不说还好,一说谢尧便想起自己莫名其妙还有桩婚事在身。他素来最厌烦别人管束,更何况娶妻之事。
待黑风寨的事情解决回了京城后,不管家中如何相劝,需要如何赔礼道歉,他都要做主将这门亲事退掉。
谢尧没好气地反问道:“你脾气这么倔,京中哪家少年郎敢娶你?”
“我才不嫁人呢,”陆知鸢手指卷着他的发带好玩,与自己手腕的红绳又缠在一处,慢悠悠地道,“嫁人多麻烦,还不如喜欢南风馆哪个小倌就召上门来玩玩。你们这群老古板,我以后要像我阿姐一样,做个好官。”
“你去过南风馆?”他冷冷问道。
背上的人半天没应声,只传来平稳均匀的呼吸声。谢尧心里烦躁,故意把脚步放得一轻一重,颠得她差点吐出来。

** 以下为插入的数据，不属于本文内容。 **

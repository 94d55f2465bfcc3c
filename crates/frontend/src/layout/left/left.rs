use crate::layout::global_context::use_app_context;
use leptos::prelude::*;

#[component]
pub fn Left(children: Children) -> impl IntoView {
    let ctx = use_app_context();

    view! {
        <div data-zone="left" class="left" class:hidden=move || !ctx.left_open.get()>
            {children()}
        </div>
    }
}
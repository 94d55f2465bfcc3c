pub mod session;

“唔……”差一点就要睡着了,被晃醒的陆知鸢勉强眯着眼答道,“……没有啊,明年本小姐可是要金榜题名的,才不会去谈情情爱爱呢。”
“哦,”谢尧漫不经心地随口又问,“还喜欢哪个挑哪个,那你这么多情,和几个小倌有过露水情缘了?”
又是半天没动静,谢尧耐着性子催促道:“说话。”
“没啊,还没呢,”她语气带着点遗憾意味,困意又涌了上来,陆知鸢声音越来越轻,“这不……还没人给我送上门来呢……”

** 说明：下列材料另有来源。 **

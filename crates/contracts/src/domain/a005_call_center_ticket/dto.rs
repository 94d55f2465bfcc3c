use serde::{Deserialize, Serialize};

use crate::domain::common::CodeList;
use crate::shared::endpoint::ListEndpoint;
use crate::shared::lenient;
use crate::shared::pagination::{NestedTotalPages, PageParamStyle};

pub use crate::shared::validation::NewTicketRequest;

// ============================================================================
// Endpoints
// ============================================================================

pub const LIST_ENDPOINT: ListEndpoint = ListEndpoint {
    path: "/api/tickets",
    page_params: PageParamStyle::PageLimit,
    adapter: &NestedTotalPages,
};

pub const CREATE_PATH: &str = "/api/tickets";

pub fn detail_path(id: &str) -> String {
    format!("/api/tickets/{}", urlencoding::encode(id))
}

pub const FILTER_STATUS: &str = "status";
pub const FILTER_PRIORITY: &str = "priority";
pub const FILTER_SEARCH: &str = "search";

pub const STATUSES: CodeList = &[
    ("open", "Open"),
    ("in_progress", "In progress"),
    ("resolved", "Resolved"),
    ("closed", "Closed"),
];

pub const PRIORITIES: CodeList = &[
    ("low", "Low"),
    ("medium", "Medium"),
    ("high", "High"),
    ("urgent", "Urgent"),
];

// ============================================================================
// Rows
// ============================================================================

/// Обращение в колл-центр
#[derive(Debug, Clone, PartialEq, Serialize, Deserialize)]
pub struct TicketRow {
    #[serde(deserialize_with = "lenient::id_string")]
    pub id: String,
    pub ticket_number: String,
    pub created_at: String,
    pub customer_name: String,
    #[serde(default)]
    pub phone: Option<String>,
    pub subject: String,
    pub priority: String,
    pub status: String,
    #[serde(default)]
    pub assigned_to: Option<String>,
}

#[derive(Debug, Clone, PartialEq, Serialize, Deserialize)]
pub struct TicketComment {
    #[serde(default)]
    pub author: Option<String>,
    pub created_at: String,
    pub body: String,
}

#[derive(Debug, Clone, PartialEq, Serialize, Deserialize)]
pub struct TicketDetail {
    #[serde(deserialize_with = "lenient::id_string")]
    pub id: String,
    pub ticket_number: String,
    pub created_at: String,
    #[serde(default)]
    pub updated_at: Option<String>,
    pub customer_name: String,
    #[serde(default)]
    pub phone: Option<String>,
    pub subject: String,
    #[serde(default)]
    pub description: Option<String>,
    pub priority: String,
    pub status: String,
    #[serde(default)]
    pub assigned_to: Option<String>,
    #[serde(default)]
    pub comments: Vec<TicketComment>,
}

/// `data` of a successful create
#[derive(Debug, Clone, PartialEq, Serialize, Deserialize)]
pub struct CreatedTicket {
    #[serde(deserialize_with = "lenient::id_string")]
    pub id: String,
    #[serde(default)]
    pub ticket_number: Option<String>,
}

#[cfg(test)]
mod tests {
    use super::*;
    use crate::shared::validation::TICKET_PRIORITIES;
    use serde_json::json;

    #[test]
    fn priority_codes_match_validation() {
        let codes: Vec<&str> = PRIORITIES.iter().map(|(v, _)| *v).collect();
        assert_eq!(codes, TICKET_PRIORITIES);
    }

    #[test]
    fn detail_decodes_comments() {
        let detail: TicketDetail = serde_json::from_value(json!({
            "id": 12, "ticket_number": "CC-12", "created_at": "2024-05-01T09:00:00Z",
            "customer_name": "Mini Market 24", "subject": "Late delivery",
            "priority": "high", "status": "open",
            "comments": [{"author": "agent1", "created_at": "2024-05-01T09:10:00Z", "body": "Called the driver"}]
        }))
        .unwrap();
        assert_eq!(detail.comments.len(), 1);
        assert_eq!(detail.description, None);
        assert_eq!(detail_path(&detail.id), "/api/tickets/12");
    }
}
use serde::{Deserialize, Serialize};

use crate::domain::common::CodeList;
use crate::shared::endpoint::ListEndpoint;
use crate::shared::lenient;
use crate::shared::pagination::{NestedLastPage, PageParamStyle};

pub use crate::shared::validation::NewAssetRequest;

pub const LIST_ENDPOINT: ListEndpoint = ListEndpoint {
    path: "/api/asset-requests",
    page_params: PageParamStyle::PagePerPage,
    adapter: &NestedLastPage,
};

/// POST target for [`NewAssetRequest`]
pub const CREATE_PATH: &str = "/api/asset-requests";

pub const FILTER_SALESMAN: &str = "salesman_id";
pub const FILTER_STATUS: &str = "status";

pub const STATUSES: CodeList = &[
    ("pending", "Pending"),
    ("approved", "Approved"),
    ("rejected", "Rejected"),
    ("installed", "Installed"),
];

pub const ASSET_TYPES: CodeList = &[
    ("chiller", "Chiller"),
    ("freezer", "Freezer"),
    ("display_rack", "Display rack"),
    ("signage", "Signage"),
];

/// Заявка на установку холодильника/оборудования в торговой точке
#[derive(Debug, Clone, PartialEq, Serialize, Deserialize)]
pub struct AssetRequestRow {
    #[serde(deserialize_with = "lenient::id_string")]
    pub id: String,
    pub request_number: String,
    pub request_date: String,
    pub outlet_name: String,
    #[serde(default)]
    pub salesman_name: Option<String>,
    pub asset_type: String,
    pub status: String,
    #[serde(default)]
    pub reason: Option<String>,
}

/// `data` of a successful create
#[derive(Debug, Clone, PartialEq, Serialize, Deserialize)]
pub struct CreatedAssetRequest {
    #[serde(deserialize_with = "lenient::id_string")]
    pub id: String,
    #[serde(default)]
    pub request_number: Option<String>,
}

谢尧这回比较满意,不自觉勾了勾嘴角。他没再故意颠簸了,放平脚步稳稳地背着她往前走。
天上的圆月渐渐爬高,月光洒在两人身上,把影子揉成一团。
晚风穿过树林,吹散了最后一点酒气。
陆知鸢靠在他背上,呼吸渐渐平稳,竟真的安稳睡了过去。
…
眼前雾蒙蒙的一片,她走在一片虚无之间,怔怔伸手拨开迷雾,这才发觉自己竟是做了梦。
刚一反应过来,梦中的自己便感觉到肩膀一阵力道,被人狠狠推倒外地。
“你们……不许你们说我阿姐!”
“怎么,不过就是你二叔的外室之女,卑贱得连族谱都不得入,陆府上下也就只有你当她回事。若是生个男丁,说不准她娘还能被抬进府里做个妾。”

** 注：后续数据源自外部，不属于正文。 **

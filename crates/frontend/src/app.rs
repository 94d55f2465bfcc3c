use crate::layout::center::tabs::Tabs;
use crate::layout::global_context::{use_app_context, AppGlobalContext};
use crate::layout::left::Sidebar;
use crate::layout::Shell;
use crate::shared::notifications::{NotificationService, Snackbar};
use crate::system::session::SessionContext;
use leptos::prelude::*;

#[component]
fn MainLayout() -> impl IntoView {
    let tabs_store = use_app_context();

    // Восстанавливает вкладку из URL один раз при создании
    tabs_store.init_router_integration();

    view! {
        <Shell
            left=|| view! { <Sidebar /> }.into_any()
            center=|| view! { <Tabs /> }.into_any()
        />
    }
}

#[component]
pub fn App() -> impl IntoView {
    provide_context(AppGlobalContext::new());
    provide_context(NotificationService::new());
    provide_context(SessionContext::new());

    view! {
        <MainLayout />
        <Snackbar />
    }
}
use crate::shared::icons::icon;
use leptos::prelude::*;

/// Collapsible filter panel above a list.
///
/// The header row carries the title with the active filter badge and the
/// page's actions (refresh, export, create).
#[component]
pub fn FilterPanel(
    #[prop(into)]
    is_expanded: RwSignal<bool>,

    /// Number of active filters (badge)
    #[prop(into)]
    active_filters_count: Signal<usize>,

    /// Buttons on the right side of the header
    #[prop(optional, into)]
    actions: Option<ViewFn>,

    /// Active filter chips, shown even when collapsed
    #[prop(optional, into)]
    filter_tags: Option<ViewFn>,

    children: ChildrenFn,
) -> impl IntoView {
    let chevron_class = move || {
        if is_expanded.get() {
            "filter-panel__chevron filter-panel__chevron--expanded"
        } else {
            "filter-panel__chevron"
        }
    };

    view! {
        <div class="filter-panel">
            <div class="filter-panel-header">
                <div
                    class="filter-panel-header__left"
                    on:click=move |_| is_expanded.update(|e| *e = !*e)
                >
                    <span class=chevron_class>{icon("chevron-down")}</span>
                    {icon("filter")}
                    <span class="filter-panel__title">"Filters"</span>
                    <Show when=move || { active_filters_count.get() > 0 }>
                        <span class="badge badge--primary">{move || active_filters_count.get()}</span>
                    </Show>
                </div>
                <div class="filter-panel-header__right">
                    {actions.as_ref().map(ViewFn::run)}
                </div>
            </div>

            {filter_tags.as_ref().map(|tags| view! {
                <div class="filter-panel__tags">{tags.run()}</div>
            })}

            <div class=move || {
                if is_expanded.get() {
                    "filter-panel__collapsible filter-panel__collapsible--expanded"
                } else {
                    "filter-panel__collapsible filter-panel__collapsible--collapsed"
                }
            }>
                <div class="filter-panel-content">{children()}</div>
            </div>
        </div>
    }
}

/// Active filter chip
#[component]
pub fn FilterTag(
    #[prop(into)]
    label: String,

    on_remove: Callback<()>,
) -> impl IntoView {
    view! {
        <div class="filter-tag">
            <span>{label}</span>
            <span
                class="filter-tag__remove"
                title="Remove filter"
                on:click=move |e| {
                    e.stop_propagation();
                    on_remove.run(());
                }
            >
                {icon("x")}
            </span>
        </div>
    }
}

“噢~”那人露出些意味深长的笑来,“你爹不也是陆国公当年在外头的私生子,若不是会读些书,陆国公也不会认下你们一家吧?难怪,两个庶出的女儿,自然是‘惺惺相惜’了,哈哈!”
“胡说八道!”幼年的陆知鸢攥紧了衣摆,“你们就是嫉妒我阿姐得了夫子夸赞,次次测验都比你们厉害!”
“那又如何?女子读那么多书有何用,难道日后还想做官不成?”
陛下膝下唯有一女,未来便是天子。既然女子能当皇帝,她阿姐日后自然也能做官!这些人年纪不比她大几岁,想法却同那群老态龙钟的叔伯们一样古板!
陆知鸢气不过,捡起地上的石头便往带头那人脸上砸去。
“哎呦!”那人吃痛一声,捂住脸大喊,“你敢砸我?今日我非但要教训教训你不成!”
他们人手众多,陆知鸢心觉不好,马上从地上爬起来撒腿就跑。
奈何梦里的这个小姑娘年纪太小,腿也太短,最后竟是跑到了庭院深处,唯有桃树一株孤零,旁边堆着一二花盆,已再没了去路。
身后脚步声渐近,打是肯定打不过的,陆知鸢一咬牙,踩着旁边的花盆就往树上爬去。
好在她前些日子才同谢尧在教谕署翻过窗,还算熟络地借力蹬上了墙。